Memphis, Tenn., now relies on an AI email assistant to help employees spot and report dangerous phishing emails, which one IT official said cuts the time it takes for the city to identify and contain potential threats.
The city has adopted something known as an AI copilot, which automates some of the previously manual work of flagging and processing problematic emails. This, of course, is a key part of the city’s cybersecurity planning, as email is often a gateway for bad actors. And of late, bad actors are increasingly using AI to create more threatening phishing campaigns.
“These attacks are getting sophisticated, and we now have AI,” Deputy CIO Augustine Boateng told Government Technology. “These attackers try to use AI to circumvent some of the controls we’ve put in place.”
They’ve teamed with a vendor to try to make their own email more secure. Themis AI Copilot is a platform developed by the Atlanta-based company IRONSCALES, and it is embedded with Microsoft Outlook. Memphis adopted it shortly after its release in 2023. Boateng said they wanted to augment staff time spent on handling suspicious emails.
He advised other jurisdictions to focus on email security as well, and when working with a vendor product, to “make sure it fits into your security plan and make sure it’s going to meet policies that you’ve put into place to protect your environment.”
The Themis AI Copilot also offers employees real-time security guidance. According to IRONSCALES, it uses phishing simulations and end-user reporting tools to help staff recognize and report suspicious activity.
This is a prime example of the public sector’s movement toward AI-driven cybersecurity tools, similar to Los Angeles County’s adoption of Abnormal AI’s email security automation. Boateng said that having secure email is a way to foster trust with end users, ranging from city staff to constituents.
“If you’re not protecting the way you communicate with your constituents or whomever,” Boateng said, “and they see that you don’t take that communication seriously, then the trust goes away.”

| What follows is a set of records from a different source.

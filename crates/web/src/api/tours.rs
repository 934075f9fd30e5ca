use axum::{
    extract::{
        rejection::{JsonRejection, PathRejection, QueryRejection},
        DefaultBodyLimit, OriginalUri, Path, Query, State,
    },
    http::{Method, StatusCode},
    routing::{get, on, post},
    Json, Router,
};
use model::{
    tour::{NewTour, Tour},
    waypoint::Waypoint,
    WithId,
};
use serde::Deserialize;
use tours::client::DEFAULT_PAGE_SIZE;
use utility::{id::Id, let_also::LetAlso};

use super::waypoints;
use crate::{
    base_url::BaseUrl,
    common::{
        route_not_found, schema, HateoasResult, RouteErrorResponse, RouteResult,
        METHOD_FILTER_ALL,
    },
    hateoas, WebState,
};

macro_rules! resource {
    ($($arg:tt)*) => {
        format!("/tours{}", format_args!($($arg)*))
    };
}
pub(crate) use resource;

pub(crate) fn routes(state: WebState, max_upload_bytes: usize) -> Router {
    Router::new()
        .route("/", get(get_tours).post(create_tour))
        .route("/schema", get(schema::<WithId<Tour>>))
        .route("/:tour_id", get(get_tour))
        .route("/:tour_id/waypoints", post(waypoints::create_waypoint))
        .route(
            "/:tour_id/waypoints/from_home",
            post(waypoints::create_waypoint_from_home),
        )
        .route("/waypoints/schema", get(schema::<WithId<Waypoint>>))
        .layer(DefaultBodyLimit::max(max_upload_bytes))
        .with_state(state)
        .fallback_service(on(METHOD_FILTER_ALL, route_not_found))
}

#[derive(Debug, Deserialize)]
pub(crate) struct TourListQuery {
    #[serde(default)]
    skip: u32,

    #[serde(default = "default_page_size")]
    limit: u32,
}

fn default_page_size() -> u32 {
    DEFAULT_PAGE_SIZE
}

async fn get_tours(
    OriginalUri(original_uri): OriginalUri,
    State(WebState { tour_client }): State<WebState>,
    base_url: BaseUrl,
    query: Result<Query<TourListQuery>, QueryRejection>,
) -> RouteResult<Json<Vec<hateoas::Response<WithId<Tour>>>>> {
    let Query(params) = query.map_err(|rejection| {
        RouteErrorResponse::new(rejection.status())
            .with_method(&Method::GET)
            .with_uri(original_uri.path())
            .with_message(rejection.body_text())
    })?;

    tour_client
        .get_tours(params.skip, params.limit)
        .await
        .map(|tours| {
            tours
                .into_iter()
                .map(|tour| tour_hateoas(tour, &base_url))
                .collect::<Vec<_>>()
                .let_owned(Json)
        })
        .map_err(|why| {
            RouteErrorResponse::from(why)
                .with_method(&Method::GET)
                .with_uri(original_uri.path())
        })
}

async fn get_tour(
    OriginalUri(original_uri): OriginalUri,
    State(WebState { tour_client }): State<WebState>,
    path: Result<Path<i64>, PathRejection>,
    base_url: BaseUrl,
) -> HateoasResult<WithId<Tour>> {
    let tour_id = parse_tour_id(path, &Method::GET, original_uri.path())?;

    tour_client
        .get_tour(tour_id)
        .await
        .map(|tour| tour_hateoas(tour, &base_url).json())
        .map_err(|why| {
            RouteErrorResponse::from(why)
                .with_method(&Method::GET)
                .with_uri(original_uri.path())
        })
}

async fn create_tour(
    OriginalUri(original_uri): OriginalUri,
    State(WebState { tour_client }): State<WebState>,
    base_url: BaseUrl,
    payload: Result<Json<NewTour>, JsonRejection>,
) -> RouteResult<(StatusCode, Json<hateoas::Response<WithId<Tour>>>)> {
    let Json(tour) = payload.map_err(|rejection| {
        RouteErrorResponse::new(rejection.status())
            .with_method(&Method::POST)
            .with_uri(original_uri.path())
            .with_message(rejection.body_text())
    })?;

    tour_client
        .create_tour(tour)
        .await
        .map(|tour| (StatusCode::CREATED, tour_hateoas(tour, &base_url).json()))
        .map_err(|why| {
            RouteErrorResponse::from(why)
                .with_method(&Method::POST)
                .with_uri(original_uri.path())
                .with_message("Could not create tour.")
        })
}

/// The `:tour_id` path parameter. A non-numeric id is answered like every
/// other malformed request.
pub(crate) fn parse_tour_id(
    path: Result<Path<i64>, PathRejection>,
    method: &Method,
    uri: &str,
) -> RouteResult<Id<Tour>> {
    path.map(|Path(tour_id)| Id::new(tour_id))
        .map_err(|rejection| {
            RouteErrorResponse::new(rejection.status())
                .with_method(method)
                .with_uri(uri)
                .with_message(rejection.body_text())
        })
}

pub(crate) fn tour_hateoas(
    tour: WithId<Tour>,
    base_url: &BaseUrl,
) -> hateoas::Response<WithId<Tour>> {
    let id = tour.id;
    hateoas::Response::builder(tour, base_url)
        .link("self", resource!("/{}", id))
        .build()
}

The focus on trust extends to Boateng’s broader leadership role over the city’s technology operations. His responsibilities include IT operations, enterprise applications, project management and information security. He sets strategy with the city CIO and leads teams that put those plans into action, including an information security manager who handles the engineering and implementation side of the cyber program.
The Information Technology Department, which has about 105 people serving 8,000 city employees, recently did a tabletop exercise to evaluate the incident response plan and identify areas for improvement.
“The plan is there, but if you don’t test it, then you never know where you fall short,” Boateng said.
He also stressed improvement, communication, training and identifying assets.
“One thing I tell people: ‘Know your assets.’ Know what’s in your environment, what is connected to your environment and really pay attention to that,” Boateng said. “Train your people. Train your staff. It shouldn’t just be a tech checkbox to meet some regulatory requirement, but it should be a culture that you inculcate into your team.”